Federal government fails to implement “ambitious” program to streamline cannabis pardons by deadline

| David Brown

The Federal government’s Bill C-5, passed in 2022, An Act to amend the Criminal Code and the Controlled Drugs and Substances Act, sought to, among other things, keep convictions for simple drug possession “separate and apart” from other convictions. 

The bill contained an amendment that gave the government two years to sequester all simple possession records for cannabis and other drugs across the country. This required harmonizing records across multiple jurisdictions, something the federal government has repeatedly highlighted as a challenge. This means those charges would no longer show up on criminal background checks.

There was a November deadline for that process, which the federal government was, unsurprisingly, unable to meet.

Annamaria Enenajor, a criminal defence lawyer and former director of the advocacy group Cannabis Amnesty, told CBC News she isn’t surprised that the “ambitious” deadline was not met, given the challenges of coordinating such a move across the country.

“You can’t just press control-alt-delete and have them all disappear,” she told the CBC.

“The program is very ambitious, given how many levels of government are involved in the collection and preservation of records,” she added.

“There would have to be a coordinated effort on the part of the federal government to work with the provincial government and various law enforcement entities around the country. And I just haven’t seen that happening.”

The amendment sought to address one of the challenges the federal government has faced in clearing people’s records for simple cannabis possession charges.

Five years since the Liberal’s cannabis pardon program was launched, the Parole Board of Canada says only 845 pardons for cannabis possession have been granted.

NDP MP Randall Garrison, who introduced the amendment adopted into the bill to sequester those possession records, has noted in the past that the amount of bureaucracy required to implement such a change is a complicated one that he did not expect the government to be able to meet

Conservatives, meanwhile, have been calling on the government to reverse Bill C-5 entirely, which they have argued is soft on crime. 

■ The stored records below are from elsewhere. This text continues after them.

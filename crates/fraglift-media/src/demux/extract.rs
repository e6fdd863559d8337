//! Elementary stream extraction.
//!
//! Writes the samples of one track, in order, to any [`Write`]. AAC samples
//! get an ADTS header each; other codecs are written as bare payloads.

use super::presentation::{Presentation, Track};
use super::resolve::{flat_run, fragment_runs, SampleRun};
use crate::adts::{sample_rate_index, AdtsHeader, ADTS_HEADER_LEN};
use crate::mp4::FourCc;
use crate::Result;
use std::fmt;
use std::io::Write;
use std::str::FromStr;

/// How samples are framed on output.
#[derive(Debug, Clone, Copy, PartialEq, Eq, Default)]
#[cfg_attr(
    feature = "serialize",
    derive(serde::Serialize, serde::Deserialize),
    serde(rename_all = "lowercase")
)]
pub enum OutputMode {
    /// ADTS for `mp4a` tracks, raw otherwise.
    #[default]
    Auto,
    /// ADTS header before every sample.
    Adts,
    /// Payloads concatenated as-is.
    Raw,
}

impl OutputMode {
    /// Concrete mode for a track with the given sample entry.
    pub fn resolve(self, sample_entry: Option<FourCc>) -> Self {
        match self {
            Self::Auto if sample_entry == Some(FourCc::MP4A) => Self::Adts,
            Self::Auto => Self::Raw,
            other => other,
        }
    }
}

impl FromStr for OutputMode {
    type Err = String;

    fn from_str(s: &str) -> std::result::Result<Self, Self::Err> {
        match s.to_ascii_lowercase().as_str() {
            "auto" => Ok(Self::Auto),
            "adts" => Ok(Self::Adts),
            "raw" => Ok(Self::Raw),
            other => Err(format!("unknown output mode '{other}' (expected auto, adts or raw)")),
        }
    }
}

impl fmt::Display for OutputMode {
    fn fmt(&self, f: &mut fmt::Formatter<'_>) -> fmt::Result {
        f.write_str(match self {
            Self::Auto => "auto",
            Self::Adts => "adts",
            Self::Raw => "raw",
        })
    }
}

/// Which track to extract.
#[derive(Debug, Clone, Copy, PartialEq, Eq)]
pub enum TrackSelector {
    /// First track with this handler type.
    Handler(FourCc),
    TrackId(u32),
}

impl Default for TrackSelector {
    fn default() -> Self {
        Self::Handler(FourCc::SOUN)
    }
}

/// Extraction settings.
#[derive(Debug, Clone, Copy, Default, PartialEq, Eq)]
pub struct ExtractOptions {
    pub track: TrackSelector,
    pub mode: OutputMode,
    /// Parameters used when the track does not declare them.
    pub adts_defaults: AdtsHeader,
}

/// Counters reported after a run.
#[derive(Debug, Clone, Copy, Default, PartialEq, Eq)]
#[cfg_attr(feature = "serialize", derive(serde::Serialize))]
pub struct ExtractStats {
    /// Tracks matching the selector.
    pub tracks_found: usize,
    /// Fragments that carried the extracted track.
    pub fragments: usize,
    pub samples_extracted: u64,
    pub bytes_written: u64,
}

/// File extension conventionally used for a track's elementary stream.
pub fn default_extension(sample_entry: Option<FourCc>) -> &'static str {
    match sample_entry.map(|t| t.0) {
        Some(t) if t == *b"mp4a" => "aac",
        Some(t) if t == *b"mp3 " || t == *b".mp3" => "mp3",
        _ => "audio",
    }
}

/// ADTS parameters for `track`: from its AudioSpecificConfig when usable,
/// then from the `mp4a` entry fields, then from `defaults`.
pub fn adts_params(track: &Track, defaults: AdtsHeader) -> AdtsHeader {
    let Some(audio) = track.audio else {
        return defaults;
    };
    if let Some(asc) = &audio.config {
        match AdtsHeader::from_audio_specific_config(asc) {
            Ok(header) => return header,
            #[cfg(feature = "tracing")]
            Err(e) => tracing::debug!(track_id = track.track_id, error = %e, "ignoring AudioSpecificConfig"),
            #[cfg(not(feature = "tracing"))]
            Err(_) => {}
        }
    }

    let sample_rate_index = sample_rate_index(audio.sample_rate).unwrap_or(defaults.sample_rate_index);
    let channel_config = match audio.channel_count {
        1..=6 => audio.channel_count as u8,
        8 => 7,
        _ => defaults.channel_config,
    };
    AdtsHeader {
        profile: defaults.profile,
        sample_rate_index,
        channel_config,
    }
}

/// Writes samples to an output stream, framing them as configured.
pub struct SampleWriter<W> {
    out: W,
    header: Option<AdtsHeader>,
    samples: u64,
    bytes: u64,
}

impl<W: Write> SampleWriter<W> {
    /// Writer that prefixes each sample with an ADTS header built from
    /// `header`, or writes bare payloads when `header` is `None`.
    pub fn new(out: W, header: Option<AdtsHeader>) -> Self {
        Self {
            out,
            header,
            samples: 0,
            bytes: 0,
        }
    }

    pub fn write_sample(&mut self, payload: &[u8]) -> Result<()> {
        if let Some(header) = &self.header {
            let frame_header = header.frame_header(payload.len())?;
            self.out.write_all(&frame_header)?;
            self.bytes += ADTS_HEADER_LEN as u64;
        }
        self.out.write_all(payload)?;
        self.bytes += payload.len() as u64;
        self.samples += 1;
        Ok(())
    }

    pub fn write_run(&mut self, run: &SampleRun<'_>) -> Result<()> {
        for payload in run.payloads() {
            self.write_sample(payload)?;
        }
        Ok(())
    }

    /// Samples written so far.
    pub fn samples_written(&self) -> u64 {
        self.samples
    }

    /// Bytes written so far, headers included.
    pub fn bytes_written(&self) -> u64 {
        self.bytes
    }

    /// Flush and return the output.
    pub fn finish(mut self) -> Result<W> {
        self.out.flush()?;
        Ok(self.out)
    }
}

/// Extract one track of `presentation` into `out`.
///
/// Track selection, sample resolution and frame size checks finish before
/// the first byte is written, so a missing track or a bad sample range
/// leaves `out` untouched.
pub fn extract<W: Write>(
    presentation: &Presentation,
    options: &ExtractOptions,
    out: W,
) -> Result<ExtractStats> {
    let (track, tracks_found) = match options.track {
        TrackSelector::Handler(handler) => (
            presentation.track_by_handler(handler)?,
            presentation.tracks_with_handler(handler).count(),
        ),
        TrackSelector::TrackId(id) => (presentation.track_by_id(id)?, 1),
    };

    let runs = if presentation.is_fragmented() {
        fragment_runs(presentation, track)?
    } else {
        vec![flat_run(presentation, track)?]
    };

    let header = match options.mode.resolve(track.sample_entry) {
        OutputMode::Adts => Some(adts_params(track, options.adts_defaults)),
        _ => None,
    };

    if let Some(header) = &header {
        for sample in runs.iter().flat_map(SampleRun::samples) {
            header.frame_header(sample.length as usize)?;
        }
    }

    #[cfg(feature = "tracing")]
    tracing::debug!(
        track_id = track.track_id,
        runs = runs.len(),
        adts = header.is_some(),
        "extracting track"
    );

    let mut writer = SampleWriter::new(out, header);
    for run in &runs {
        writer.write_run(run)?;
    }
    let stats = ExtractStats {
        tracks_found,
        fragments: if presentation.is_fragmented() { runs.len() } else { 0 },
        samples_extracted: writer.samples_written(),
        bytes_written: writer.bytes_written(),
    };
    writer.finish()?;
    Ok(stats)
}

/// Payload of every sample of `track`, in output order, without framing.
pub fn sample_payloads<'a>(presentation: &'a Presentation, track: &Track) -> Result<Vec<&'a [u8]>> {
    let runs = if presentation.is_fragmented() {
        fragment_runs(presentation, track)?
    } else {
        vec![flat_run(presentation, track)?]
    };
    Ok(runs.iter().flat_map(|r| r.payloads()).collect())
}

#[cfg(test)]
mod tests {
    use super::*;
    use crate::demux::presentation::AudioParams;
    use crate::demux::SampleTable;
    use crate::mp4::AudioSpecificConfig;

    fn aac_track(config: Option<AudioSpecificConfig>) -> Track {
        Track {
            track_id: 1,
            handler_type: FourCc::SOUN,
            sample_entry: Some(FourCc::MP4A),
            timescale: Some(48_000),
            sample_table: SampleTable::default(),
            audio: Some(AudioParams {
                channel_count: 1,
                sample_rate: 48_000,
                config,
            }),
            defaults: None,
        }
    }

    #[test]
    fn test_mode_resolution() {
        assert_eq!(OutputMode::Auto.resolve(Some(FourCc::MP4A)), OutputMode::Adts);
        assert_eq!(OutputMode::Auto.resolve(Some(FourCc(*b"Opus"))), OutputMode::Raw);
        assert_eq!(OutputMode::Raw.resolve(Some(FourCc::MP4A)), OutputMode::Raw);
        assert_eq!("ADTS".parse::<OutputMode>().unwrap(), OutputMode::Adts);
        assert!("wav".parse::<OutputMode>().is_err());
        assert_eq!(OutputMode::Raw.to_string(), "raw");
    }

    #[test]
    fn test_extensions() {
        assert_eq!(default_extension(Some(FourCc::MP4A)), "aac");
        assert_eq!(default_extension(Some(FourCc(*b".mp3"))), "mp3");
        assert_eq!(default_extension(Some(FourCc(*b"Opus"))), "audio");
        assert_eq!(default_extension(None), "audio");
    }

    #[test]
    fn test_adts_params_precedence() {
        let asc = AudioSpecificConfig {
            object_type: 2,
            sampling_frequency_index: 8,
            sampling_frequency: 16_000,
            channel_configuration: 2,
        };
        let from_asc = adts_params(&aac_track(Some(asc)), AdtsHeader::DEFAULT);
        assert_eq!(from_asc, AdtsHeader::new(1, 8, 2).unwrap());

        let from_entry = adts_params(&aac_track(None), AdtsHeader::DEFAULT);
        assert_eq!(from_entry, AdtsHeader::new(1, 3, 1).unwrap());

        let mut bare = aac_track(None);
        bare.audio = None;
        let defaults = AdtsHeader::new(0, 6, 2).unwrap();
        assert_eq!(adts_params(&bare, defaults), defaults);
    }

    #[test]
    fn test_writer_counts() {
        let mut writer = SampleWriter::new(Vec::new(), Some(AdtsHeader::DEFAULT));
        writer.write_sample(&[1, 2, 3]).unwrap();
        writer.write_sample(&[4]).unwrap();
        assert_eq!(writer.samples_written(), 2);
        assert_eq!(writer.bytes_written(), 2 * 7 + 4);
        let out = writer.finish().unwrap();
        assert_eq!(out.len(), 18);
        assert_eq!(&out[7..10], &[1, 2, 3]);
        let (_, frame_len) = AdtsHeader::parse(&out[10..]).unwrap();
        assert_eq!(frame_len, 8);
    }

    #[test]
    fn test_raw_writer() {
        let mut writer = SampleWriter::new(Vec::new(), None);
        writer.write_sample(&[1, 2]).unwrap();
        writer.write_sample(&[3]).unwrap();
        assert_eq!(writer.finish().unwrap(), vec![1, 2, 3]);
    }
}
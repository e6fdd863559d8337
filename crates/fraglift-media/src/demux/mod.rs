//! Track location, sample resolution and elementary stream extraction.

mod extract;
mod presentation;
mod resolve;

pub use extract::{
    adts_params, default_extension, extract, sample_payloads, ExtractOptions, ExtractStats,
    OutputMode, SampleWriter, TrackSelector,
};
pub use presentation::{AudioParams, Fragment, Presentation, SampleTable, Track, TrackFragment};
pub use resolve::{
    flat_run, fragment_runs, resolve_flat, resolve_fragment, ResolvedSample, SampleRun,
};
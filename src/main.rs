mod cli;

use fraglift::{config, extract, inspect};

use anyhow::Result;
use clap::Parser;
use cli::{Cli, Commands};
use std::path::Path;

fn main() -> Result<()> {
    let cli = Cli::parse();

    // Respect RUST_LOG env var if set, otherwise use defaults based on verbose flag
    let env_filter = std::env::var("RUST_LOG").unwrap_or_else(|_| {
        if cli.verbose {
            "fraglift=trace,fraglift_media=trace".to_string()
        } else {
            "fraglift=warn,fraglift_media=warn".to_string()
        }
    });

    tracing_subscriber::fmt()
        .with_env_filter(&env_filter)
        .with_writer(std::io::stderr)
        .init();

    match cli.command {
        Commands::Extract {
            input,
            output,
            track_id,
            handler,
            mode,
        } => {
            let request = extract::ExtractRequest {
                input,
                output,
                track_id,
                handler,
                mode,
            };
            extract_file(&request, cli.config.as_deref())
        }
        Commands::Dump { input, json } => dump_file(&input, json),
        Commands::Tracks { input, json } => list_tracks(&input, json),
        Commands::Validate {
            config: config_path,
        } => {
            let path = config_path.or(cli.config);
            validate_config(path.as_deref())
        }
        Commands::Version => {
            println!("fraglift {}", env!("CARGO_PKG_VERSION"));
            Ok(())
        }
    }
}

fn extract_file(request: &extract::ExtractRequest, config_path: Option<&Path>) -> Result<()> {
    let config = config::load_config_or_default(config_path)?;
    let report = extract::run_extract(request, &config)?;

    println!(
        "Extracted track {} ({}) to {}: {} samples, {} bytes, {} fragments",
        report.track_id,
        report.mode,
        report.output.display(),
        report.stats.samples_extracted,
        report.stats.bytes_written,
        report.stats.fragments
    );
    if report.stats.tracks_found > 1 {
        println!(
            "Note: {} tracks matched, extracted the first",
            report.stats.tracks_found
        );
    }
    Ok(())
}

fn dump_file(input: &Path, json: bool) -> Result<()> {
    let file = extract::open_file(input)?;

    if json {
        let json_str = serde_json::to_string_pretty(&inspect::box_tree(&file))?;
        println!("{}", json_str);
    } else {
        print!("{}", inspect::render_tree(&file));
    }
    Ok(())
}

fn list_tracks(input: &Path, json: bool) -> Result<()> {
    let presentation = extract::open_presentation(input)?;
    let tracks = inspect::track_summaries(&presentation);

    if json {
        println!("{}", serde_json::to_string_pretty(&tracks)?);
    } else if tracks.is_empty() {
        println!("No tracks");
    } else {
        print!("{}", inspect::render_tracks(&tracks));
    }
    Ok(())
}

fn validate_config(path: Option<&Path>) -> Result<()> {
    let config = match path {
        Some(p) => {
            println!("Validating config: {:?}", p);
            let config = config::load_config(p)?;
            println!("Configuration is valid");
            config
        }
        None => {
            println!("No config file specified, using defaults");
            config::Config::default()
        }
    };

    println!("  Handler: {}", config.extract.handler);
    println!("  Mode: {}", config.extract.mode);
    println!(
        "  ADTS defaults: profile={} sample_rate_index={} channel_config={}",
        config.adts.profile, config.adts.sample_rate_index, config.adts.channel_config
    );
    Ok(())
}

While the Liberals passed legislation that allowed for pardons for low-level cannabis charges, the NDP has repeatedly called for further regulatory change that would automatically wipe such records clean. 

The process behind such a proposal requires significant logistical changes to Canada’s criminal record-keeping system, although a program that would do just that has been tabled in the Senate several times. The NDP also presented a Primate Members Bill in late 2018, C-415, that would have called for a process where expungement requests were reviewed by the Parole Board of Canada.

While Bill C-93 partially addressed some of the issues for those with cannabis possession charges by removing the $631 fee and a ten-year wait time, it still means many hurdles for those applying, namely the cost of fingerprinting and seeking out those records. This is because of Canada’s archaic, outdated record-keeping method, where there is no single, online database of all criminal charges, meaning many arrest records are kept in courthouses and with police record keepers in the jurisdictions where the charges were originally laid.  

This outdated, paper-based system, as well as the nature of how cannabis possession charges are recorded only as generic drug charges, was also part of why C-93 didn’t offer automatic record expungements for cannabis charges.

In October, just a month before the deadline, Public Safety Minister Dominic LeBlanc issued a ministerial directive instructing the RCMP not to disclose simple possession offences when completing background checks “unless otherwise required by law.”